Dois anos após a revolução russa de 1917, nasce a Organização Internacional do Trabalho, para dizer que é preciso melhorar as condições humanas da classe trabalhadora. “E, a partir de 1919, o mundo capitalista começa a formular esse conceito evolutivo do trabalho, que sai de castigo, da servidão e da apropriação, e passa-se a falar em proteção, em fator de dignidade humana e vem toda uma legislação”.

A queda do muro e a involução do direito do trabalho

Em 1989, contudo, ocorre a queda do Muro de Berlim, alterando o cenário mundial, com repercussões negativas para os trabalhadores. “E aqueles que desde sempre compreendiam o trabalho como coisa se assanham de novo e voltam a pregar a involução do direito do trabalho. A partir de então, no Brasil e no mundo, toda legislação que se tem é para voltar ao conceito do trabalho como sinônimo de exploração e do ser humano como mercadoria”, declarou Britto.

De acordo com ele, dependendo do governo que comandou o Brasil, isso se verificou com maior ou menor força. “Começa a se mudar novamente o conceito do trabalho, a se falar em competitividade, em proteção ao capital e não mais à pessoa humana. Exemplo é a Lei da Falência. Antes dela, se garantia primeiro os direitos trabalhistas, hoje se garante primeiro as obrigações financeiras”.

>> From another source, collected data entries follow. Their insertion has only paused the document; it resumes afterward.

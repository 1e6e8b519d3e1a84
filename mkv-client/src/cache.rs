//! # Client-Side Cache
//!
//! Per-connection store of cached read replies, kept coherent by the
//! server's invalidation pushes.
//!
//! ## Design Principles
//!
//! 1. **Byte-Based LRU**: Evict least-recently used entries once the byte
//!    budget is exceeded.
//! 2. **Index-Based Arena**: Entries live in a dense `Vec` and link to each
//!    other by index, so LRU updates are O(1) without pointers or `unsafe`.
//! 3. **TTL Fast Path**: Expiration is checked on lookup; there is no sweeper.
//! 4. **Pending Markers**: A miss leaves a marker that concurrent readers wait
//!    on. Invalidation removes the marker, which is how a fetch that raced
//!    an invalidation learns it must not store its reply.
//!
//! ## Structure Overview
//!
//! ```text
//! Cache
//!   ├── map:  fingerprint -> node index
//!   ├── keys: key argument -> node indices (invalidation fan-out)
//!   ├── nodes: Vec<Option<Node>>
//!   ├── free: Vec<usize>
//!   └── head/tail: LRU indices
//!         └── Node { fingerprint, keys, state, size, prev, next }
//! ```

use std::sync::Arc;
use std::time::Instant;

use ahash::RandomState;
use hashbrown::HashMap;
use mkv_common::RespValue;
use tokio::sync::oneshot;

/// Result of a cache lookup.
#[derive(Debug)]
pub enum Lookup {
    /// Fresh value, served without I/O.
    Hit(RespValue),
    /// Another caller is fetching; its reply arrives here. A closed channel
    /// means that fetch was abandoned or invalidated.
    Pending(oneshot::Receiver<RespValue>),
    /// Nothing usable; the caller owns the fetch identified by the token.
    Miss(u64),
}

#[derive(Debug)]
enum EntryState {
    Pending {
        token: u64,
        waiters: Vec<oneshot::Sender<RespValue>>,
    },
    Ready {
        value: RespValue,
        expires_at: Instant,
    },
}

#[derive(Debug)]
struct Node {
    fingerprint: Arc<[u8]>,
    keys: Box<[Arc<[u8]>]>,
    state: EntryState,
    // Byte size for eviction accounting.
    size: usize,
    prev: Option<usize>,
    next: Option<usize>,
}

impl Node {
    fn is_expired(&self, now: Instant) -> bool {
        match &self.state {
            EntryState::Ready { expires_at, .. } => now >= *expires_at,
            EntryState::Pending { .. } => false,
        }
    }
}

/// Byte-bounded LRU of cached replies for one connection.
#[derive(Debug)]
pub struct Cache {
    map: HashMap<Arc<[u8]>, usize, RandomState>,
    keys: HashMap<Arc<[u8]>, Vec<usize>, RandomState>,
    nodes: Vec<Option<Node>>,
    free: Vec<usize>,
    /// LRU head (oldest) and tail (most recent).
    head: Option<usize>,
    tail: Option<usize>,
    used_bytes: usize,
    max_bytes: usize,
    next_token: u64,
}

impl Cache {
    /// Creates an empty cache bounded to `max_bytes`.
    pub fn new(max_bytes: usize) -> Self {
        let hash_state = RandomState::new();
        Cache {
            map: HashMap::with_hasher(hash_state.clone()),
            keys: HashMap::with_hasher(hash_state),
            nodes: Vec::new(),
            free: Vec::new(),
            head: None,
            tail: None,
            used_bytes: 0,
            max_bytes,
            next_token: 0,
        }
    }

    /// Number of entries, pending ones included.
    pub fn len(&self) -> usize {
        self.map.len()
    }

    pub fn is_empty(&self) -> bool {
        self.map.is_empty()
    }

    /// Bytes currently accounted to entries.
    pub fn used_bytes(&self) -> usize {
        self.used_bytes
    }

    /// Looks up a fingerprint.
    ///
    /// Expired entries are dropped on the spot. On a miss a pending marker is
    /// inserted under every one of `keys` and the caller must finish with
    /// [`Cache::complete`] or [`Cache::abandon`].
    pub fn lookup<K: AsRef<[u8]>>(&mut self, fingerprint: &[u8], keys: &[K], now: Instant) -> Lookup {
        if let Some(&idx) = self.map.get(fingerprint) {
            let expired = self.nodes[idx].as_ref().map_or(true, |node| node.is_expired(now));
            if expired {
                self.remove_idx(idx);
            } else {
                self.touch(idx);
                if let Some(node) = self.nodes[idx].as_mut() {
                    match &mut node.state {
                        EntryState::Ready { value, .. } => return Lookup::Hit(value.clone()),
                        EntryState::Pending { waiters, .. } => {
                            let (tx, rx) = oneshot::channel();
                            waiters.push(tx);
                            return Lookup::Pending(rx);
                        }
                    }
                }
            }
        }

        self.next_token += 1;
        let token = self.next_token;
        let keys: Box<[Arc<[u8]>]> = keys.iter().map(|key| Arc::from(key.as_ref())).collect();
        let size = fingerprint.len() + key_bytes(&keys);
        self.insert_new(
            Arc::from(fingerprint),
            keys,
            EntryState::Pending {
                token,
                waiters: Vec::new(),
            },
            size,
        );
        self.evict_if_needed();
        Lookup::Miss(token)
    }

    /// Stores the reply of the fetch identified by `token`.
    ///
    /// Returns false when the pending marker is gone (invalidated, flushed or
    /// evicted in the meantime); the reply is then not cached.
    pub fn complete(&mut self, fingerprint: &[u8], token: u64, value: RespValue, expires_at: Instant) -> bool {
        let Some(&idx) = self.map.get(fingerprint) else {
            return false;
        };
        let Some(node) = self.nodes[idx].as_mut() else {
            return false;
        };
        let waiters = match &mut node.state {
            EntryState::Pending { token: current, waiters } if *current == token => std::mem::take(waiters),
            _ => return false,
        };

        for waiter in waiters {
            let _ = waiter.send(value.clone());
        }
        let old_size = node.size;
        let new_size = node.fingerprint.len() + key_bytes(&node.keys) + value.weight();
        node.size = new_size;
        node.state = EntryState::Ready { value, expires_at };

        self.used_bytes = self.used_bytes - old_size + new_size;
        self.touch(idx);
        self.evict_if_needed();
        true
    }

    /// Drops the pending marker of a failed fetch, releasing its waiters.
    pub fn abandon(&mut self, fingerprint: &[u8], token: u64) {
        let Some(&idx) = self.map.get(fingerprint) else {
            return;
        };
        let matches = matches!(
            self.nodes[idx].as_ref().map(|node| &node.state),
            Some(EntryState::Pending { token: current, .. }) if *current == token
        );
        if matches {
            self.remove_idx(idx);
        }
    }

    /// Removes every entry whose command referenced one of `keys`.
    pub fn invalidate<K: AsRef<[u8]>>(&mut self, keys: &[K]) -> usize {
        let mut removed = 0;
        for key in keys {
            while let Some(&idx) = self.keys.get(key.as_ref()).and_then(|list| list.last()) {
                self.remove_idx(idx);
                removed += 1;
            }
        }
        removed
    }

    /// Drops every entry. Pending waiters are released.
    pub fn flush(&mut self) -> usize {
        let removed = self.map.len();
        self.map.clear();
        self.keys.clear();
        self.nodes.clear();
        self.free.clear();
        self.head = None;
        self.tail = None;
        self.used_bytes = 0;
        removed
    }

    fn insert_new(&mut self, fingerprint: Arc<[u8]>, keys: Box<[Arc<[u8]>]>, state: EntryState, size: usize) -> usize {
        let idx = self.free.pop().unwrap_or_else(|| {
            self.nodes.push(None);
            self.nodes.len() - 1
        });

        for key in keys.iter() {
            let list = self.keys.entry(Arc::clone(key)).or_default();
            if !list.contains(&idx) {
                list.push(idx);
            }
        }
        self.nodes[idx] = Some(Node {
            fingerprint: Arc::clone(&fingerprint),
            keys,
            state,
            size,
            prev: None,
            next: None,
        });
        self.lru_push_back(idx);
        self.map.insert(fingerprint, idx);
        self.used_bytes += size;
        idx
    }

    /// Removes a node by index, unlinking it from every index.
    fn remove_idx(&mut self, idx: usize) -> Option<usize> {
        // Detach before clearing the slot so LRU links stay valid.
        self.lru_remove(idx);
        let node = self.nodes[idx].take()?;
        self.map.remove(node.fingerprint.as_ref());
        for key in node.keys.iter() {
            if let Some(list) = self.keys.get_mut(key.as_ref()) {
                list.retain(|&other| other != idx);
                if list.is_empty() {
                    self.keys.remove(key.as_ref());
                }
            }
        }
        let size = node.size;
        self.free.push(idx);
        self.used_bytes -= size;
        Some(size)
    }

    fn evict_if_needed(&mut self) {
        while self.used_bytes > self.max_bytes {
            let Some(idx) = self.head else {
                break;
            };
            self.remove_idx(idx);
        }
    }

    fn lru_remove(&mut self, idx: usize) {
        let (prev, next) = match self.nodes[idx].as_ref() {
            Some(node) => (node.prev, node.next),
            None => return,
        };

        if let Some(prev_idx) = prev {
            if let Some(prev_node) = self.nodes[prev_idx].as_mut() {
                prev_node.next = next;
            }
        } else {
            self.head = next;
        }

        if let Some(next_idx) = next {
            if let Some(next_node) = self.nodes[next_idx].as_mut() {
                next_node.prev = prev;
            }
        } else {
            self.tail = prev;
        }

        if let Some(node) = self.nodes[idx].as_mut() {
            node.prev = None;
            node.next = None;
        }
    }

    fn lru_push_back(&mut self, idx: usize) {
        let tail = self.tail;
        if let Some(node) = self.nodes[idx].as_mut() {
            node.prev = tail;
            node.next = None;
        }

        if let Some(tail_idx) = tail {
            if let Some(tail_node) = self.nodes[tail_idx].as_mut() {
                tail_node.next = Some(idx);
            }
        } else {
            self.head = Some(idx);
        }

        self.tail = Some(idx);
    }

    fn touch(&mut self, idx: usize) {
        if self.tail == Some(idx) {
            return;
        }
        self.lru_remove(idx);
        self.lru_push_back(idx);
    }
}

fn key_bytes(keys: &[Arc<[u8]>]) -> usize {
    keys.iter().map(|key| key.len()).sum()
}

O ex-presidente da OAB observou que este é um processo que vai se ampliando e chega agora a seu auge, com a gestão Michel Temer. “O governante de plantão, eleito a partir do pato da Fiesp, nos dá esse presente com mais força, dizendo que é preciso transformar o trabalho em mera mercadoria e o trabalhador em custo de produção. Essa é a visão que se tem hoje do trabalho. Ninguém mais fala em proteção à pessoa humana, mas em proteção ao capital e ao capitalista. Eu pergunto, isso é uma evolução ou uma involução?”, questionou.

Britto opinou que é preciso defender, sim, a modernização da legislação do trabalho, mas sob a perspectiva do trabalho como fator de dignidade e felicidade, e não como obstáculo.

Opressão sem disfarce

Apesar do cenário, o advogado se disse otimista com a resistência. Para ele, é importante que tenham “caído das máscaras”. “Hoje, ninguém mais está disfarçando. No Brasil, há mais de 100 mil pessoas vítimas de trabalho escravo e a Comissão de Constituição e Justiça relativiza o conceito de trabalho escravo; em plena discussão sobre corrupção, estão propondo voltar ao financiamento empresarial de campanha, ou seja as pessoas estão se assumindo como são”.

Ao citar um trecho do livro A arte da guerra, de Sun Tzu, o advogado destacou a importância de conhecer o adversário. “Eles tiraram a máscara e é hora de mostrar também nossa força. É um momento de reação, enfrentamento. Por isso sou otimista. Vários companheiros estão se reunindo”, avaliou.

Cezar Britto encerrou sua fala, mencionando uma frase da abolicionista norte-americana Harriet Tubman:” Libertei mil escravos. Podia ter libertado outros mil se eles soubessem que eram escravos”. O advogado defendeu ampliar a resistência. “É com esses que devemos lutar, com os que não se percebem escravos”, concluiu.